And when she talked about the foster carers she said "they are amazingly loving" as if she found that hard to understand. . and when she talked about Immy's bond with tania and the fact she recognized her she said that "the experts say so yes" she wouldn't acknowledge it herself.

Am still finding it hard to be sympathetic.

also hard to think how someone could bond with a newborn baby knowing that they'd given away her sibling .
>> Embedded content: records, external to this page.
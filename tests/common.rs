//! Common test utilities: graph builders and an in-memory backend.
use async_trait::async_trait;
use chrono::{DateTime, TimeZone, Utc};
use serde_json::{Map, Value, json};
use std::collections::{HashMap, VecDeque};
use std::result::Result;
use std::sync::Mutex;
use wireflow::client::{ExecutionFilter, ExecutionPage};
use wireflow::definition::{ImportRequest, SaveRequest, SavedWorkflow};
use wireflow::prelude::*;

/// Converts a `json!` object literal into a config map.
#[allow(dead_code)]
pub fn config(value: Value) -> Map<String, Value> {
    value.as_object().cloned().unwrap_or_default()
}

/// Adds a trigger node with the given type and config.
#[allow(dead_code)]
pub fn add_trigger(graph: &mut GraphModel, trigger_type: &str, cfg: Value) -> String {
    let node = graph.add_node(NodeKind::Trigger);
    graph
        .update_node_data(
            &node.id,
            [
                NodePatch::TriggerType(Some(trigger_type.to_string())),
                NodePatch::Config(config(cfg)),
            ],
        )
        .unwrap();
    node.id
}

/// Adds an action node with the given type, config and label.
#[allow(dead_code)]
pub fn add_action(graph: &mut GraphModel, action_type: &str, cfg: Value, label: &str) -> String {
    let node = graph.add_node(NodeKind::Action);
    graph
        .update_node_data(
            &node.id,
            [
                NodePatch::Label(label.to_string()),
                NodePatch::ActionType(Some(action_type.to_string())),
                NodePatch::Config(config(cfg)),
            ],
        )
        .unwrap();
    node.id
}

/// Adds a condition node carrying `condition`.
#[allow(dead_code)]
pub fn add_condition(graph: &mut GraphModel, condition: Value) -> String {
    let node = graph.add_node(NodeKind::Condition);
    graph
        .update_node_data(&node.id, [NodePatch::Condition(Some(config(condition)))])
        .unwrap();
    node.id
}

/// `CLIENT_CREATED -> SEND_EMAIL -> CREATE_TASK`, fully configured and wired.
#[allow(dead_code)]
pub fn create_onboarding_draft() -> WorkflowDraft {
    let mut draft = WorkflowDraft::new("Welcome new clients");
    draft.description = "Greets every new client and books a follow-up".to_string();

    let graph = &mut draft.graph;
    let trigger = add_trigger(graph, "CLIENT_CREATED", json!({}));
    let email = add_action(
        graph,
        "SEND_EMAIL",
        json!({ "subject": "Welcome!", "body": "Glad to have you on board." }),
        "Send welcome email",
    );
    let task = add_action(
        graph,
        "CREATE_TASK",
        json!({ "title": "Schedule intro call", "priority": "HIGH", "dueInDays": 2 }),
        "Create follow-up task",
    );
    graph.connect(&trigger, &email);
    graph.connect(&email, &task);
    draft
}

/// A definition with three actions and a trigger config, as the backend
/// would return it for a workflow saved without a graph.
#[allow(dead_code)]
pub fn create_legacy_definition() -> WorkflowDefinition {
    serde_json::from_value(json!({
        "name": "Status follow-up",
        "description": null,
        "triggerType": "CLIENT_STATUS_CHANGED",
        "triggerConfig": { "toStatus": "ACTIVE" },
        "conditions": {},
        "actions": [
            { "type": "ADD_TAG", "config": { "tagId": "tag-7" }, "description": "Tag as active" },
            { "type": "WAIT", "config": { "duration": 1, "unit": "DAYS" }, "description": "" },
            { "type": "SEND_SMS", "config": { "message": "Thanks!" }, "description": "Thank them" }
        ],
        "version": 4
    }))
    .unwrap()
}

#[allow(dead_code)]
pub fn fixed_time() -> DateTime<Utc> {
    Utc.with_ymd_and_hms(2024, 3, 1, 9, 30, 0).unwrap()
}

#[allow(dead_code)]
pub fn execution(id: &str, status: ExecutionStatus) -> Execution {
    Execution {
        id: id.to_string(),
        workflow_id: "wf-1".to_string(),
        status,
        current_step: 0,
        started_at: fixed_time(),
        completed_at: None,
        error_message: None,
        logs: Vec::new(),
    }
}

/// State behind [`FakeBackend`].
#[allow(dead_code)]
#[derive(Default)]
pub struct FakeState {
    /// Every call made, as `"<operation> <id>"`.
    pub calls: Vec<String>,
    /// Every save body, as sent.
    pub saved_bodies: Vec<Value>,
    pub records: HashMap<String, Value>,
    pub executions: HashMap<String, Execution>,
    /// Statuses handed out by successive `get_execution` calls before the
    /// stored status is used.
    pub scripted_statuses: VecDeque<ExecutionStatus>,
    pub imports: Vec<Value>,
    next_id: u32,
}

/// In-memory [`WorkflowBackend`] that enforces the execution state machine
/// the way the real server does.
#[allow(dead_code)]
#[derive(Default)]
pub struct FakeBackend {
    pub state: Mutex<FakeState>,
}

#[allow(dead_code)]
impl FakeBackend {
    pub fn new() -> Self {
        Self::default()
    }

    pub fn with_record(self, id: &str, record: Value) -> Self {
        self.state.lock().unwrap().records.insert(id.to_string(), record);
        self
    }

    pub fn with_execution(self, execution: Execution) -> Self {
        self.state
            .lock()
            .unwrap()
            .executions
            .insert(execution.id.clone(), execution);
        self
    }

    pub fn with_scripted_statuses(self, statuses: &[ExecutionStatus]) -> Self {
        self.state
            .lock()
            .unwrap()
            .scripted_statuses
            .extend(statuses.iter().copied());
        self
    }

    pub fn calls(&self) -> Vec<String> {
        self.state.lock().unwrap().calls.clone()
    }

    pub fn saved_bodies(&self) -> Vec<Value> {
        self.state.lock().unwrap().saved_bodies.clone()
    }

    fn not_found() -> ClientError {
        ClientError::Rejected {
            status: 404,
            message: Some("Not found".to_string()),
        }
    }

    fn transition(&self, id: &str, action: ExecutionAction) -> Result<(), ClientError> {
        let mut state = self.state.lock().unwrap();
        state.calls.push(format!("{} {}", action, id));
        let execution = state.executions.get_mut(id).ok_or_else(Self::not_found)?;
        if !action.is_allowed_from(execution.status) {
            return Err(ClientError::Rejected {
                status: 409,
                message: Some(format!("Cannot {} a {} execution", action, execution.status)),
            });
        }
        execution.status = action.target();
        Ok(())
    }

    fn store(&self, id: String, request: &SaveRequest<'_>, version: i64) -> SavedWorkflow {
        let body = serde_json::to_value(request).unwrap();
        let mut record = body.clone();
        record["id"] = json!(id);
        record["version"] = json!(version);
        let mut state = self.state.lock().unwrap();
        state.saved_bodies.push(body);
        state.records.insert(id.clone(), record);
        SavedWorkflow {
            id,
            version: Some(version),
        }
    }
}

#[async_trait]
impl WorkflowBackend for FakeBackend {
    async fn create_workflow(
        &self,
        request: &SaveRequest<'_>,
    ) -> Result<SavedWorkflow, ClientError> {
        let id = {
            let mut state = self.state.lock().unwrap();
            state.next_id += 1;
            let id = format!("wf-{}", state.next_id);
            state.calls.push(format!("create {}", id));
            id
        };
        Ok(self.store(id, request, 1))
    }

    async fn update_workflow(
        &self,
        id: &str,
        request: &SaveRequest<'_>,
    ) -> Result<SavedWorkflow, ClientError> {
        let version = {
            let mut state = self.state.lock().unwrap();
            state.calls.push(format!("update {}", id));
            let current = state.records.get(id).ok_or_else(Self::not_found)?;
            current["version"].as_i64().unwrap_or(0) + 1
        };
        Ok(self.store(id.to_string(), request, version))
    }

    async fn get_workflow(&self, id: &str) -> Result<WorkflowRecord, ClientError> {
        let mut state = self.state.lock().unwrap();
        state.calls.push(format!("get {}", id));
        let record = state.records.get(id).ok_or_else(Self::not_found)?;
        serde_json::from_value(record.clone()).map_err(|e| ClientError::Decode(e.to_string()))
    }

    async fn toggle_workflow(&self, id: &str) -> Result<bool, ClientError> {
        let mut state = self.state.lock().unwrap();
        state.calls.push(format!("toggle {}", id));
        let record = state.records.get_mut(id).ok_or_else(Self::not_found)?;
        let active = !record["isActive"].as_bool().unwrap_or(false);
        record["isActive"] = json!(active);
        Ok(active)
    }

    async fn clone_workflow(&self, id: &str) -> Result<String, ClientError> {
        let mut state = self.state.lock().unwrap();
        state.calls.push(format!("clone {}", id));
        let mut copy = state.records.get(id).ok_or_else(Self::not_found)?.clone();
        state.next_id += 1;
        let new_id = format!("wf-{}", state.next_id);
        copy["id"] = json!(new_id);
        state.records.insert(new_id.clone(), copy);
        Ok(new_id)
    }

    async fn export_workflow(&self, id: &str) -> Result<Value, ClientError> {
        let mut state = self.state.lock().unwrap();
        state.calls.push(format!("export {}", id));
        state.records.get(id).cloned().ok_or_else(Self::not_found)
    }

    async fn import_workflow(&self, request: &ImportRequest) -> Result<String, ClientError> {
        let mut state = self.state.lock().unwrap();
        state.next_id += 1;
        let id = format!("wf-{}", state.next_id);
        state.calls.push(format!("import {}", id));
        state.imports.push(request.workflow_data.clone());
        Ok(id)
    }

    async fn execute_workflow(&self, id: &str) -> Result<String, ClientError> {
        let mut state = self.state.lock().unwrap();
        state.calls.push(format!("execute {}", id));
        if !state.records.contains_key(id) {
            return Err(Self::not_found());
        }
        let execution_id = format!("exec-{}", state.executions.len() + 1);
        let mut run = execution(&execution_id, ExecutionStatus::Pending);
        run.workflow_id = id.to_string();
        state.executions.insert(execution_id.clone(), run);
        Ok(execution_id)
    }

    async fn list_executions(
        &self,
        filter: &ExecutionFilter,
    ) -> Result<ExecutionPage, ClientError> {
        let state = self.state.lock().unwrap();
        let mut executions: Vec<Execution> = state
            .executions
            .values()
            .filter(|e| filter.workflow_id.as_ref().is_none_or(|w| &e.workflow_id == w))
            .filter(|e| filter.status.is_none_or(|s| e.status == s))
            .cloned()
            .collect();
        executions.sort_by(|a, b| a.id.cmp(&b.id));
        Ok(ExecutionPage {
            total: Some(executions.len() as u64),
            executions,
            page: filter.page,
            limit: filter.limit,
        })
    }

    async fn get_execution(&self, id: &str) -> Result<Execution, ClientError> {
        let mut state = self.state.lock().unwrap();
        state.calls.push(format!("get-execution {}", id));
        let scripted = state.scripted_statuses.pop_front();
        let execution = state.executions.get_mut(id).ok_or_else(Self::not_found)?;
        if let Some(status) = scripted {
            execution.status = status;
        }
        Ok(execution.clone())
    }

    async fn cancel_execution(&self, id: &str) -> Result<(), ClientError> {
        self.transition(id, ExecutionAction::Cancel)
    }

    async fn pause_execution(&self, id: &str) -> Result<(), ClientError> {
        self.transition(id, ExecutionAction::Pause)
    }

    async fn resume_execution(&self, id: &str) -> Result<(), ClientError> {
        self.transition(id, ExecutionAction::Resume)
    }
}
Oblomov · 05/03/2008 13:16

I read this article and was quite horrified.
I just couldn't take to her at all. It was as if, a very difficult problem was given to her ,a dn she decided she din't like it, and wanted someone to take it away.
But had no qualms about having another child asap.
Now I want a second child. And I know that I could not cope with a disabled child. Dh and I have talked about this and thought about it. It is a risk to all of us. Before we even jump between the sheets
How did they know that that next child, wouldn't also be disabled. That is why , dh and I still haven't quite decided what to do re ttc child 2.
Am I am not saying that I , in a years time, if this did happen to me, would not consider giving my child to someone else to care for. But either she is a cold hearted bitch, or the Mail (no surprise there) as others have said, have painted her very badly, becasue it came across very poorly.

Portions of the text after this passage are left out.